Inhibition of RNAi by Cell Death Signaling
University Of Missouri-Columbia, Columbia MO
Investigators
Abstract
The completion of this project will address unexplored aspects of the RNA interference (RNAi) gene silencing process. In preliminary experiments, it was discovered that cell death produces a signal to adjacent cells that inhibits RNA interference. The research will involve a characterization of modifier mutations that increase or decrease the magnitude of this signaling. The modifier collection will be examined for their effect on the molecular block of RNAi that occurs at the conversion of double stranded RNA to small interfering RNAs. By precise genetic and cytological localization of the mutations recovered, eventually to the single gene level, insight into the molecular basis of the signaling will be revealed by the identification of the corresponding genes involved. Secondly, because cell death signaling increases the expression of retrotransposons, a test of whether novel insertions occur at a greater frequency in conjunction with chronic cell death than in control conditions will be performed.
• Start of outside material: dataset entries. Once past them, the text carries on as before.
/// A server-side scanner over one table.
///
/// The cursor is single-owner: every operation takes `&mut self`, so at most
/// one protocol call is in flight. Use [`ScanStream`](crate::ScanStream) to
/// consume it as a sequence of cells.
///
/// If the future of `open` or `page` is dropped before the call returns, the
/// gateway may already have acted on it. The cursor never reissues such a
/// call: the next `open` or `page` fails with
/// [`HBaseLinkError::ProtocolViolation`] and the cursor becomes `Failed`.
/// `close` still deletes a scanner whose id is known.
pub struct ScanCursor {
    table: String,
    request: ScanRequest,
    codec: ValueCodec,
    transport: Arc<dyn RestTransport>,
    cursor_id: Option<String>,
    phase: CursorPhase,
    /// Set while a call is awaited; stays set if that call was cancelled.
    in_flight: bool,
}

impl fmt::Debug for ScanCursor {
    fn fmt(&self, f: &mut fmt::Formatter<'_>) -> fmt::Result {
        f.debug_struct("ScanCursor")
            .field("table", &self.table)
            .field("request", &self.request)
            .field("encoding", &self.codec.encoding())
            .field("cursor_id", &self.cursor_id)
            .field("phase", &self.phase)
            .field("in_flight", &self.in_flight)
            .finish()
    }
}

impl ScanCursor {
    /// Validate `options` and build the scanner request. No call is issued.
    ///
    /// `default_encoding` applies unless the options carry their own.
    pub fn new(
        transport: Arc<dyn RestTransport>,
        options: ScanOptions,
        default_encoding: Encoding,
    ) -> Result<Self> {
        let codec = ValueCodec::new(options.encoding.unwrap_or(default_encoding));
        let request = ScanRequest::build(&options, &codec)?;
        Ok(Self {
            table: options.table,
            request,
            codec,
            transport,
            cursor_id: None,
            phase: CursorPhase::Unopened,
            in_flight: false,
        })
    }

    pub fn table(&self) -> &str {
        &self.table
    }

    pub fn request(&self) -> &ScanRequest {
        &self.request
    }

    pub fn encoding(&self) -> Encoding {
        self.codec.encoding()
    }

    /// Identifier assigned by the gateway once the scanner is open.
    pub fn cursor_id(&self) -> Option<&str> {
        self.cursor_id.as_deref()
    }

    pub fn phase(&self) -> CursorPhase {
        self.phase
    }

    fn scanner_path(&self) -> String {
        format!("/{}/scanner", self.table)
    }

    fn cursor_path(&self, id: &str) -> String {
        format!("/{}/scanner/{}", self.table, id)
    }

    fn fail(&mut self, operation: &str, err: HBaseLinkError) -> HBaseLinkError {
        warn!(
            "[SCANNER] {} failed on table={} id={:?}: {}",
            operation, self.table, self.cursor_id, err
        );
        self.phase = CursorPhase::Failed;
        err
    }

    fn expect_phase(&self, operation: &str, expected: CursorPhase) -> Result<()> {
        if self.phase == expected {
            return Ok(());
        }
        Err(HBaseLinkError::ProtocolViolation(format!(
            "{}() requires a {} scanner, but table {} scanner is {}",
            operation, expected, self.table, self.phase
        )))
    }

    fn begin_call(&mut self, operation: &str) -> Result<()> {
        if self.in_flight {
            let err = HBaseLinkError::ProtocolViolation(format!(
                "{}() after an interrupted call; table {} scanner state is unknown",
                operation, self.table
            ));
            return Err(self.fail(operation, err));
        }
        self.in_flight = true;
        Ok(())
    }

    /// Create the scanner on the gateway and return its identifier.
    pub async fn open(&mut self) -> Result<&str> {
        self.expect_phase("open", CursorPhase::Unopened)?;

        let path = self.scanner_path();
        let body = serde_json::to_value(&self.request)?;
        debug!("[SCANNER] Opening scanner at {} with {}", path, body);

        self.begin_call("open")?;
        let result = self.transport.put(&path, &body).await;
        self.in_flight = false;
        let response = match result {
            Ok(response) => response,
            Err(e) => return Err(self.fail("open", e)),
        };
        if !response.is_success() {
            let err = server_error(&response);
            return Err(self.fail("open", err));
        }

        let id = match response.header("location").and_then(parse_cursor_id) {
            Some(id) => id.to_string(),
            None => {
                let err = HBaseLinkError::TransportError(format!(
                    "scanner location header missing or malformed: {:?}",
                    response.header("location")
                ));
                return Err(self.fail("open", err));
            },
        };

        debug!("[SCANNER] Opened scanner id={} on table={}", id, self.table);
        self.phase = CursorPhase::Open;
        Ok(self.cursor_id.insert(id).as_str())
    }

    /// Fetch the next page.
    ///
    /// Returns `None` once the gateway reports the scanner exhausted.
    pub async fn page(&mut self) -> Result<Option<Vec<Cell>>> {
        self.expect_phase("page", CursorPhase::Open)?;
        let Some(id) = self.cursor_id.clone() else {
            return Err(self.fail(
                "page",
                HBaseLinkError::ProtocolViolation("open scanner without an id".into()),
            ));
        };

        let path = self.cursor_path(&id);
        self.begin_call("page")?;
        let result = self.transport.get(&path).await;
        self.in_flight = false;
        let response = match result {
            Ok(response) => response,
            Err(e) => return Err(self.fail("page", e)),
        };

        if response.status == STATUS_NO_CONTENT {
            debug!("[SCANNER] Scanner id={} exhausted", id);
            self.phase = CursorPhase::Exhausted;
            return Ok(None);
        }
        if !response.is_success() {
            let err = server_error(&response);
            return Err(self.fail("page", err));
        }

        let row_set = match response.body {
            Some(body) => match serde_json::from_value::<RowSet>(body) {
                Ok(rows) => rows,
                Err(e) => return Err(self.fail("page", e.into())),
            },
            None => RowSet::default(),
        };
        let row_count = row_set.rows.len();
        let cells = match decode_rows(row_set, &self.codec) {
            Ok(cells) => cells,
            Err(e) => return Err(self.fail("page", e)),
        };

        debug!(
            "[SCANNER] Scanner id={} returned rows={} cells={}",
            id,
            row_count,
            cells.len()
        );
        Ok(Some(cells))
    }

    /// Delete the scanner on the gateway.
    ///
    /// Safe to call more than once; only the first call from `Open` or
    /// `Exhausted` issues a delete. The cursor is `Closed` afterwards even
    /// when the delete fails, and the failure is returned for logging.
    /// A scanner whose last call was cancelled is deleted in any phase.
    pub async fn close(&mut self) -> Result<()> {
        let interrupted = self.in_flight && self.cursor_id.is_some();
        match self.phase {
            _ if interrupted => {},
            CursorPhase::Closed | CursorPhase::Failed => return Ok(()),
            CursorPhase::Unopened => {
                // Nothing exists server-side yet
                self.phase = CursorPhase::Closed;
                return Ok(());
            },
            CursorPhase::Open | CursorPhase::Exhausted => {},
        }

        self.phase = CursorPhase::Closed;
        let Some(id) = self.cursor_id.clone() else {
            return Ok(());
        };

        let path = self.cursor_path(&id);
        self.in_flight = true;
        let result = self.transport.delete(&path).await;
        self.in_flight = false;
        match result {
            Ok(true) => {
                debug!("[SCANNER] Closed scanner id={}", id);
                Ok(())
            },
            Ok(false) => {
                debug!("[SCANNER] Scanner id={} was already gone on close", id);
                Ok(())
            },
            Err(e) => {
                warn!("[SCANNER] Failed to delete scanner id={}: {}", id, e);
                Err(e)
            },
        }
    }

    /// Hand over the server-side scanner for a release outside of `close`,
    /// marking the cursor `Closed`. `None` when nothing needs releasing.
    pub(crate) fn take_release(&mut self) -> Option<(Arc<dyn RestTransport>, String)> {
        let live = matches!(self.phase, CursorPhase::Open | CursorPhase::Exhausted);
        if !live && !self.in_flight {
            return None;
        }
        let id = self.cursor_id.clone()?;
        self.phase = CursorPhase::Closed;
        self.in_flight = false;
        Some((Arc::clone(&self.transport), self.cursor_path(&id)))
    }
}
Broader Impacts: Gaining insight in the mechanism of inhibition of RNA interference by cell death signaling will reveal the impact of cell death on viral resistance, transposable element and endogenous gene expression and any consequent impact on mutation rate due to new retrotransposon insertions. RNAi as a reverse genetic tool is impacted by its inhibition by cell death signaling. Thus, an understanding of this process has implications for the basic and applied use of RNAi because its effectiveness could be compromised under such circumstances. The modifier mutation characterization and transposon insertion projects will be conducted by a diverse set of undergraduates so that they will gain a practical appreciation for the principles of classical and modern genetics and potentially be inspired to pursue postgraduate careers. The postdoctoral associate on the project will gain experience in mentoring undergraduates.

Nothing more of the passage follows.